AVX-512: Added shuffle instructions - 
 VPSHUFD, VPERMILPS, VMOVDDUP, VMOVLHPS, VMOVHLPS, VSHUFPS, VALIGN
 single and double forms.


git-svn-id: https://llvm.org/svn/llvm-project/llvm/trunk@189215 91177308-0d34-0410-b5e6-96231b3b80d8
diff --git a/lib/Target/X86/X86ISelLowering.cpp b/lib/Target/X86/X86ISelLowering.cpp
index a00f848..6a7ca7d 100644
--- a/lib/Target/X86/X86ISelLowering.cpp
+++ b/lib/Target/X86/X86ISelLowering.cpp
@@ -3600,7 +3600,7 @@
     return false;
 
   unsigned NumElts = VT.getVectorNumElements();
-  unsigned NumLanes = VT.getSizeInBits()/128;
+  unsigned NumLanes = VT.is512BitVector() ? 1: VT.getSizeInBits()/128;
   unsigned NumLaneElts = NumElts/NumLanes;
 
   // Do not handle 64-bit element shuffles with palignr.
@@ -3683,10 +3683,7 @@
 /// specifies a shuffle of elements that is suitable for input to 128/256-bit
 /// SHUFPS and SHUFPD. If Commuted is true, then it checks for sources to be
 /// reverse of what x86 shuffles want.
-static bool isSHUFPMask(ArrayRef<int> Mask, MVT VT, bool HasFp256,
-                        bool Commuted = false) {
-  if (!HasFp256 && VT.is256BitVector())
-    return false;
+static bool isSHUFPMask(ArrayRef<int> Mask, MVT VT, bool Commuted = false) {
 
   unsigned NumElems = VT.getVectorNumElements();
   unsigned NumLanes = VT.getSizeInBits()/128;
@@ -3695,6 +3692,10 @@
   if (NumLaneElems != 2 && NumLaneElems != 4)
     return false;
 
+  unsigned EltSize = VT.getVectorElementType().getSizeInBits();
+  bool symetricMaskRequired =
+    (VT.getSizeInBits() >= 256) && (EltSize == 32);
+
   // VSHUFPSY divides the resulting vector into 4 chunks.
   // The sources are also splitted into 4 chunks, and each destination
   // chunk must come from a different source chunk.
@@ -3714,6 +3715,7 @@
   //
   //  DST  =>  Y3..Y2,  X3..X2,  Y1..Y0,  X1..X0
   //
+  SmallVector<int, 4> MaskVal(NumLaneElems, -1);
   unsigned HalfLaneElems = NumLaneElems/2;
   for (unsigned l = 0; l != NumElems; l += NumLaneElems) {
     for (unsigned i = 0; i != NumLaneElems; ++i) {
@@ -3724,9 +3726,13 @@
       // For VSHUFPSY, the mask of the second half must be the same as the
       // first but with the appropriate offsets.

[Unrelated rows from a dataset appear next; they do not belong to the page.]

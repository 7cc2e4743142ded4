//! # Landmarks
//!
//! A landmark is a circular plateau centred on a chunk. Regions decide
//! whether a landmark exists and where; this registry turns those sites
//! into concrete [`Landmark`] records and remembers which regions it has
//! already materialized.
//!
//! Landmarks can reach into neighbouring regions, so before generating a
//! chunk the caller materializes the chunk's region and its 3×3
//! neighbourhood. Materializing a region twice is a no-op.

use std::collections::HashMap;
use std::sync::Arc;

use parking_lot::RwLock;
use strata_core::{Biome, ChunkCoord, RegionCoord, WorldConfig};

use crate::region::{hash_2d, splitmix64, RegionIndex, RegionInfo};

/// Salt separating the radius stream from the region stream.
const RADIUS_SALT: u64 = 0x4C41_4E44_4D41_524B;

/// A circular terrain plateau.
#[derive(Clone, Copy, Debug, PartialEq, Eq, Hash)]
pub struct Landmark {
    /// Region that owns the landmark.
    pub region: RegionCoord,
    /// Biome of the owning region; the plateau height is sampled with it.
    pub biome: Biome,
    /// Chunk at the centre of the footprint.
    pub center_chunk: ChunkCoord,
    /// Footprint radius in chunks.
    pub radius_chunks: u32,
}

impl Landmark {
    /// World block at the centre of the footprint.
    #[inline]
    #[must_use]
    pub const fn center_block(&self, chunk_size: u32) -> (i32, i32) {
        let half = (chunk_size / 2) as i32;
        (
            self.center_chunk.world_x(chunk_size) + half,
            self.center_chunk.world_z(chunk_size) + half,
        )
    }

    /// Footprint radius in blocks.
    #[inline]
    #[must_use]
    pub const fn radius_blocks(&self, chunk_size: u32) -> u32 {
        self.radius_chunks * chunk_size
    }

    /// Planar distance in blocks from the centre to a world block.
    #[must_use]
    pub fn distance_blocks(&self, block_x: i32, block_z: i32, chunk_size: u32) -> f64 {
        let (cx, cz) = self.center_block(chunk_size);
        let dx = f64::from(block_x) - f64::from(cx);
        let dz = f64::from(block_z) - f64::from(cz);
        dx.hypot(dz)
    }

    /// Returns true if a world block lies strictly inside the footprint.
    #[must_use]
    pub fn contains_block(&self, block_x: i32, block_z: i32, chunk_size: u32) -> bool {
        self.distance_blocks(block_x, block_z, chunk_size) < f64::from(self.radius_blocks(chunk_size))
    }
}

/// Idempotent landmark materialization.
pub struct LandmarkRegistry {
    regions: Arc<RegionIndex>,
    chunk_size: u32,
    min_radius: u32,
    max_radius: u32,
    realized: RwLock<HashMap<RegionCoord, Option<Landmark>>>,
}

impl LandmarkRegistry {
    /// Creates a registry over a region index.
    #[must_use]
    pub fn new(regions: Arc<RegionIndex>, config: &WorldConfig) -> Self {
        Self {
            regions,
            chunk_size: config.chunk_size,
            min_radius: config.landmark_min_radius_chunks,
            max_radius: config.landmark_max_radius_chunks,
            realized: RwLock::new(HashMap::new()),
        }
    }

    /// The underlying region index.
    #[inline]
    #[must_use]
    pub fn regions(&self) -> &Arc<RegionIndex> {
        &self.regions
    }

    /// Materializes one region's landmark (if it has one) and returns it.
    pub fn ensure_region(&self, region: RegionCoord) -> Option<Landmark> {
        if let Some(existing) = self.realized.read().get(&region) {
            return *existing;
        }

        let info = self.regions.get(region);
        let landmark = self.materialize(&info);
        if let Some(landmark) = &landmark {
            tracing::debug!(
                "Landmark materialized in region ({}, {}): center chunk ({}, {}), radius {}",
                region.x,
                region.z,
                landmark.center_chunk.x,
                landmark.center_chunk.z,
                landmark.radius_chunks
            );
        }
        *self.realized.write().entry(region).or_insert(landmark)
    }

    /// Materializes the 3×3 regions around a chunk's region.
    ///
    /// Returns the landmarks found, in fixed row-major region order.
    pub fn ensure_around_chunk(&self, coord: ChunkCoord) -> Vec<Landmark> {
        self.ensure_around_region(self.regions.region_of_chunk(coord))
    }

    /// Materializes the 3×3 regions around a world block's region.
    pub fn ensure_around_block(&self, block_x: i32, block_z: i32) -> Vec<Landmark> {
        self.ensure_around_region(self.regions.region_of_block(block_x, block_z))
    }

    fn ensure_around_region(&self, center: RegionCoord) -> Vec<Landmark> {
        center
            .neighborhood()
            .into_iter()
            .filter_map(|region| self.ensure_region(region))
            .collect()
    }

    /// First landmark whose footprint contains a world block.
    pub fn landmark_at(&self, block_x: i32, block_z: i32) -> Option<Landmark> {
        self.ensure_around_block(block_x, block_z)
            .into_iter()
            .find(|landmark| landmark.contains_block(block_x, block_z, self.chunk_size))
    }

    /// Number of regions materialized so far (with or without a landmark).
    #[must_use]
    pub fn realized_len(&self) -> usize {
        self.realized.read().len()
    }

    fn materialize(&self, info: &RegionInfo) -> Option<Landmark> {
        let (ox, oz) = info.landmark_offset?;
        let region_size = self.regions.region_size();

        let site_x = info.coord.world_x(region_size) + ox as i32;
        let site_z = info.coord.world_z(region_size) + oz as i32;
        let center_chunk = ChunkCoord::from_block_pos(site_x, site_z, self.chunk_size);

        Some(Landmark {
            region: info.coord,
            biome: info.biome,
            center_chunk,
            radius_chunks: self.radius_for(info.coord),
        })
    }

    fn radius_for(&self, region: RegionCoord) -> u32 {
        let hash = splitmix64(hash_2d(self.regions.seed() ^ RADIUS_SALT, region.x, region.z));
        // Top 53 bits as a unit float
        let unit = (hash >> 11) as f64 / (1u64 << 53) as f64;
        let span = self.max_radius - self.min_radius + 1;
        (self.min_radius + (unit * f64::from(span)) as u32).min(self.max_radius)
    }
}

impl std::fmt::Debug for LandmarkRegistry {
    fn fmt(&self, f: &mut std::fmt::Formatter<'_>) -> std::fmt::Result {
        f.debug_struct("LandmarkRegistry")
            .field("realized", &self.realized_len())
            .finish_non_exhaustive()
    }
}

This works in the same way as
       // VPERMILPS works with masks.
-      if (NumElems != 8 || l == 0 || Mask[i] < 0)
+      if (!symetricMaskRequired || Idx < 0)
         continue;
-      if (!isUndefOrEqual(Idx, Mask[i]+l))
+      if (MaskVal[i] < 0) {
+        MaskVal[i] = Idx - l;
+        continue;
+      }
+      if ((signed)(Idx - l) != MaskVal[i])
         return false;
     }
   }
@@ -4158,31 +4164,32 @@
 /// to the same elements of the low, but to the higher half of the source.
 /// In VPERMILPD the two lanes could be shuffled independently of each other
 /// with the same restriction that lanes can't be crossed. Also handles PSHUFDY.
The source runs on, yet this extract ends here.